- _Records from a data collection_
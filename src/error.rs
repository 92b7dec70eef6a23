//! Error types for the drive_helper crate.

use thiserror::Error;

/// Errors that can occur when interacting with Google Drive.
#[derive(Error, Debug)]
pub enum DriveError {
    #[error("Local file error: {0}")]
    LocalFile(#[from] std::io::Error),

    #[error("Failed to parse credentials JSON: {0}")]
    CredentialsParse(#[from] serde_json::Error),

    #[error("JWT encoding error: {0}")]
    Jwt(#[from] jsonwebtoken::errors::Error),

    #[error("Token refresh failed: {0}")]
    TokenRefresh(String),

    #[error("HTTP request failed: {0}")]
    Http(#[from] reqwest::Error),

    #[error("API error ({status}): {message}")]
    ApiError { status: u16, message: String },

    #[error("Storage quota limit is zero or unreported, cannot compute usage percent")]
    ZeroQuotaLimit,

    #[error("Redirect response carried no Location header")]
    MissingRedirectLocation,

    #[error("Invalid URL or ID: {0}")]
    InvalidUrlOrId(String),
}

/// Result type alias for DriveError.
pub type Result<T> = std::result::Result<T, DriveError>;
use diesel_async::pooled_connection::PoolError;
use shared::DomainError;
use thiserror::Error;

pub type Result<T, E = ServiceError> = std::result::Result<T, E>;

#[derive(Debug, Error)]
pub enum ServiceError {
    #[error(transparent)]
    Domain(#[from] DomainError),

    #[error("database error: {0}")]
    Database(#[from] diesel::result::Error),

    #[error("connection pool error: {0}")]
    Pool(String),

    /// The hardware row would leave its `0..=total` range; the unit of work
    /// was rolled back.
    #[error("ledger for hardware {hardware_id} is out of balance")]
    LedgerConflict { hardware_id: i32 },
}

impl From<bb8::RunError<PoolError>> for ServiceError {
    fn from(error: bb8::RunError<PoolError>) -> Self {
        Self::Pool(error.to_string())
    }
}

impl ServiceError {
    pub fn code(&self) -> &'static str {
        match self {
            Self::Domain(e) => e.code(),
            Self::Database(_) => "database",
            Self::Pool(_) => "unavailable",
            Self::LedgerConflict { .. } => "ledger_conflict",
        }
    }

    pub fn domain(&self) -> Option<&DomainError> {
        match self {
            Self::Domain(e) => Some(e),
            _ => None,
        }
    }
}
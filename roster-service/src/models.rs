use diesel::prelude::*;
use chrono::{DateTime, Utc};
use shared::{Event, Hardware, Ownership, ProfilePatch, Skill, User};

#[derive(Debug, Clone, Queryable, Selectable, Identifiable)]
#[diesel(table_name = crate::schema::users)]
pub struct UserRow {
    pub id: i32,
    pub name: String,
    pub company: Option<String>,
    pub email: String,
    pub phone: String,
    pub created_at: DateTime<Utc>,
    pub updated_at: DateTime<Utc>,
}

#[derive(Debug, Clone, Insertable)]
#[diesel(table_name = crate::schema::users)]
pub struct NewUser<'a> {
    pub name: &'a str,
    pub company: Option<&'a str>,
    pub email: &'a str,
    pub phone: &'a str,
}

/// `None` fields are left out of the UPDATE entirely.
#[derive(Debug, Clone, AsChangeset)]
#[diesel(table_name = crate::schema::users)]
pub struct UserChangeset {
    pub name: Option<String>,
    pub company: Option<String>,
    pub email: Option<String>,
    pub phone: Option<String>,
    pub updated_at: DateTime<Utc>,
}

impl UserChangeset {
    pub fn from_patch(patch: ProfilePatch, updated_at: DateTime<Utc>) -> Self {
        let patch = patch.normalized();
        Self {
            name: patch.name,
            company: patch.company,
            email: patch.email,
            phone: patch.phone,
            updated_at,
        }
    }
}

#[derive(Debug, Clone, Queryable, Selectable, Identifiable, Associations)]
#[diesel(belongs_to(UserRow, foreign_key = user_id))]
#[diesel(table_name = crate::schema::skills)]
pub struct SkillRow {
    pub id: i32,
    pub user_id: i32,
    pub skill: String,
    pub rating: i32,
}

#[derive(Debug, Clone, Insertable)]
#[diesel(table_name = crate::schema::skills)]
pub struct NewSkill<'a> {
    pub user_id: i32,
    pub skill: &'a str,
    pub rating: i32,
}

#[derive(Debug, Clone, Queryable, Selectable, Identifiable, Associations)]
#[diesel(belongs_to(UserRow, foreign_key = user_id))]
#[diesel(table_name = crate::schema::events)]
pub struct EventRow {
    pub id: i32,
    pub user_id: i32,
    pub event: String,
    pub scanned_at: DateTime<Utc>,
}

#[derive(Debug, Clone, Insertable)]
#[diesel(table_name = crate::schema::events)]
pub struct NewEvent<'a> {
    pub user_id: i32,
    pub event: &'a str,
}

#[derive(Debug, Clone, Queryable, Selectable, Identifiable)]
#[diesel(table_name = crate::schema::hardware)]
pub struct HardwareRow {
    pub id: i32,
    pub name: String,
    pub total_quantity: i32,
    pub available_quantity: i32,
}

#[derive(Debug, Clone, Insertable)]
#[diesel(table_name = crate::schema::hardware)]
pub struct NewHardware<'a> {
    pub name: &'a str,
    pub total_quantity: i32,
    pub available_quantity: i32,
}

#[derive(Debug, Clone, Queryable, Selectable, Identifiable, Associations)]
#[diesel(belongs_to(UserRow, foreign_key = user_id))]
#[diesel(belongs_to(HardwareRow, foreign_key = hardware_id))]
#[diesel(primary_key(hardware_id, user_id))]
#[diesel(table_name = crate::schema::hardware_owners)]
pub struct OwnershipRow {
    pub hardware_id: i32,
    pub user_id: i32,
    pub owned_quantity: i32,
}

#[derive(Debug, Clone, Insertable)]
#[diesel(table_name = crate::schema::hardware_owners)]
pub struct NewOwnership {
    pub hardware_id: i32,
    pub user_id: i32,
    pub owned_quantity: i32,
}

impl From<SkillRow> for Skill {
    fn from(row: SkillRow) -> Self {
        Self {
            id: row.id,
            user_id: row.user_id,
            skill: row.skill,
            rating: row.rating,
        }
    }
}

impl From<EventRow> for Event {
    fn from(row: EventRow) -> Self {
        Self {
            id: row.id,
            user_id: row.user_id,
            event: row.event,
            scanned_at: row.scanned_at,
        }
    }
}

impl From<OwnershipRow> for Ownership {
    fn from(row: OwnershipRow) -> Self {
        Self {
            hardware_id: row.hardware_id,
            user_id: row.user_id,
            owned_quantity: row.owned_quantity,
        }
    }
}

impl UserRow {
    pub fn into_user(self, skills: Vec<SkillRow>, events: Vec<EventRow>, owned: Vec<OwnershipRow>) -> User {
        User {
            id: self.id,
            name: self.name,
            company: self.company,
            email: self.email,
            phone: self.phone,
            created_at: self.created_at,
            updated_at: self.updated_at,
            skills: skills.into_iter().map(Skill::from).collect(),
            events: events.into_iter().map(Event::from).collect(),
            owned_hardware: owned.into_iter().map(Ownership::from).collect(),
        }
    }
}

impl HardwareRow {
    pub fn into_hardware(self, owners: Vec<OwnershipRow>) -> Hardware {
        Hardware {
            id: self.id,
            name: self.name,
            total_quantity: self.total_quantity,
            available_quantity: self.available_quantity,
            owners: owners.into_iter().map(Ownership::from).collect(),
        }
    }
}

- _What to produce_
Output an identical copy of every record above.

- _Result of this exercise_
filename src/error.rs
repository 92b7dec70eef6a23
//! Error types for the drive_helper crate.

use thiserror::Error;

/// Errors that can occur when interacting with Google Drive.
#[derive(Error, Debug)]
pub enum DriveError {
    #[error("Local file error: {0}")]
    LocalFile(#[from] std::io::Error),

    #[error("Failed to parse credentials JSON: {0}")]
    CredentialsParse(#[from] serde_json::Error),

    #[error("JWT encoding error: {0}")]
    Jwt(#[from] jsonwebtoken::errors::Error),

    #[error("Token refresh failed: {0}")]
    TokenRefresh(String),

    #[error("HTTP request failed: {0}")]
    Http(#[from] reqwest::Error),

    #[error("API error ({status}): {message}")]
    ApiError { status: u16, message: String },

    #[error("Storage quota limit is zero or unreported, cannot compute usage percent")]
    ZeroQuotaLimit,

    #[error("Redirect response carried no Location header")]
    MissingRedirectLocation,

    #[error("Invalid URL or ID: {0}")]
    InvalidUrlOrId(String),
}

/// Result type alias for DriveError.
pub type Result<T> = std::result::Result<T, DriveError>;
use diesel_async::pooled_connection::PoolError;
use shared::DomainError;
use thiserror::Error;

pub type Result<T, E = ServiceError> = std::result::Result<T, E>;

#[derive(Debug, Error)]
pub enum ServiceError {
    #[error(transparent)]
    Domain(#[from] DomainError),

    #[error("database error: {0}")]
    Database(#[from] diesel::result::Error),

    #[error("connection pool error: {0}")]
    Pool(String),

    /// The hardware row would leave its `0..=total` range; the unit of work
    /// was rolled back.
    #[error("ledger for hardware {hardware_id} is out of balance")]
    LedgerConflict { hardware_id: i32 },
}

impl From<bb8::RunError<PoolError>> for ServiceError {
    fn from(error: bb8::RunError<PoolError>) -> Self {
        Self::Pool(error.to_string())
    }
}

impl ServiceError {
    pub fn code(&self) -> &'static str {
        match self {
            Self::Domain(e) => e.code(),
            Self::Database(_) => "database",
            Self::Pool(_) => "unavailable",
            Self::LedgerConflict { .. } => "ledger_conflict",
        }
    }

    pub fn domain(&self) -> Option<&DomainError> {
        match self {
            Self::Domain(e) => Some(e),
            _ => None,
        }
    }
}
filename roster-service/src/models.rs
use diesel::prelude::*;
use chrono::{DateTime, Utc};
use shared::{Event, Hardware, Ownership, ProfilePatch, Skill, User};

#[derive(Debug, Clone, Queryable, Selectable, Identifiable)]
#[diesel(table_name = crate::schema::users)]
pub struct UserRow {
    pub id: i32,
    pub name: String,
    pub company: Option<String>,
    pub email: String,
    pub phone: String,
    pub created_at: DateTime<Utc>,
    pub updated_at: DateTime<Utc>,
}

#[derive(Debug, Clone, Insertable)]
#[diesel(table_name = crate::schema::users)]
pub struct NewUser<'a> {
    pub name: &'a str,
    pub company: Option<&'a str>,
    pub email: &'a str,
    pub phone: &'a str,
}

/// `None` fields are left out of the UPDATE entirely.
#[derive(Debug, Clone, AsChangeset)]
#[diesel(table_name = crate::schema::users)]
pub struct UserChangeset {
    pub name: Option<String>,
    pub company: Option<String>,
    pub email: Option<String>,
    pub phone: Option<String>,
    pub updated_at: DateTime<Utc>,
}

impl UserChangeset {
    pub fn from_patch(patch: ProfilePatch, updated_at: DateTime<Utc>) -> Self {
        let patch = patch.normalized();
        Self {
            name: patch.name,
            company: patch.company,
            email: patch.email,
            phone: patch.phone,
            updated_at,
        }
    }
}

#[derive(Debug, Clone, Queryable, Selectable, Identifiable, Associations)]
#[diesel(belongs_to(UserRow, foreign_key = user_id))]
#[diesel(table_name = crate::schema::skills)]
pub struct SkillRow {
    pub id: i32,
    pub user_id: i32,
    pub skill: String,
    pub rating: i32,
}

#[derive(Debug, Clone, Insertable)]
#[diesel(table_name = crate::schema::skills)]
pub struct NewSkill<'a> {
    pub user_id: i32,
    pub skill: &'a str,
    pub rating: i32,
}

#[derive(Debug, Clone, Queryable, Selectable, Identifiable, Associations)]
#[diesel(belongs_to(UserRow, foreign_key = user_id))]
#[diesel(table_name = crate::schema::events)]
pub struct EventRow {
    pub id: i32,
    pub user_id: i32,
    pub event: String,
    pub scanned_at: DateTime<Utc>,
}

#[derive(Debug, Clone, Insertable)]
#[diesel(table_name = crate::schema::events)]
pub struct NewEvent<'a> {
    pub user_id: i32,
    pub event: &'a str,
}

#[derive(Debug, Clone, Queryable, Selectable, Identifiable)]
#[diesel(table_name = crate::schema::hardware)]
pub struct HardwareRow {
    pub id: i32,
    pub name: String,
    pub total_quantity: i32,
    pub available_quantity: i32,
}

#[derive(Debug, Clone, Insertable)]
#[diesel(table_name = crate::schema::hardware)]
pub struct NewHardware<'a> {
    pub name: &'a str,
    pub total_quantity: i32,
    pub available_quantity: i32,
}

#[derive(Debug, Clone, Queryable, Selectable, Identifiable, Associations)]
#[diesel(belongs_to(UserRow, foreign_key = user_id))]
#[diesel(belongs_to(HardwareRow, foreign_key = hardware_id))]
#[diesel(primary_key(hardware_id, user_id))]
#[diesel(table_name = crate::schema::hardware_owners)]
pub struct OwnershipRow {
    pub hardware_id: i32,
    pub user_id: i32,
    pub owned_quantity: i32,
}

#[derive(Debug, Clone, Insertable)]
#[diesel(table_name = crate::schema::hardware_owners)]
pub struct NewOwnership {
    pub hardware_id: i32,
    pub user_id: i32,
    pub owned_quantity: i32,
}

impl From<SkillRow> for Skill {
    fn from(row: SkillRow) -> Self {
        Self {
            id: row.id,
            user_id: row.user_id,
            skill: row.skill,
            rating: row.rating,
        }
    }
}

impl From<EventRow> for Event {
    fn from(row: EventRow) -> Self {
        Self {
            id: row.id,
            user_id: row.user_id,
            event: row.event,
            scanned_at: row.scanned_at,
        }
    }
}

impl From<OwnershipRow> for Ownership {
    fn from(row: OwnershipRow) -> Self {
        Self {
            hardware_id: row.hardware_id,
            user_id: row.user_id,
            owned_quantity: row.owned_quantity,
        }
    }
}

impl UserRow {
    pub fn into_user(self, skills: Vec<SkillRow>, events: Vec<EventRow>, owned: Vec<OwnershipRow>) -> User {
        User {
            id: self.id,
            name: self.name,
            company: self.company,
            email: self.email,
            phone: self.phone,
            created_at: self.created_at,
            updated_at: self.updated_at,
            skills: skills.into_iter().map(Skill::from).collect(),
            events: events.into_iter().map(Event::from).collect(),
            owned_hardware: owned.into_iter().map(Ownership::from).collect(),
        }
    }
}

impl HardwareRow {
    pub fn into_hardware(self, owners: Vec<OwnershipRow>) -> Hardware {
        Hardware {
            id: self.id,
            name: self.name,
            total_quantity: self.total_quantity,
            available_quantity: self.available_quantity,
            owners: owners.into_iter().map(Ownership::from).collect(),
        }
    }
}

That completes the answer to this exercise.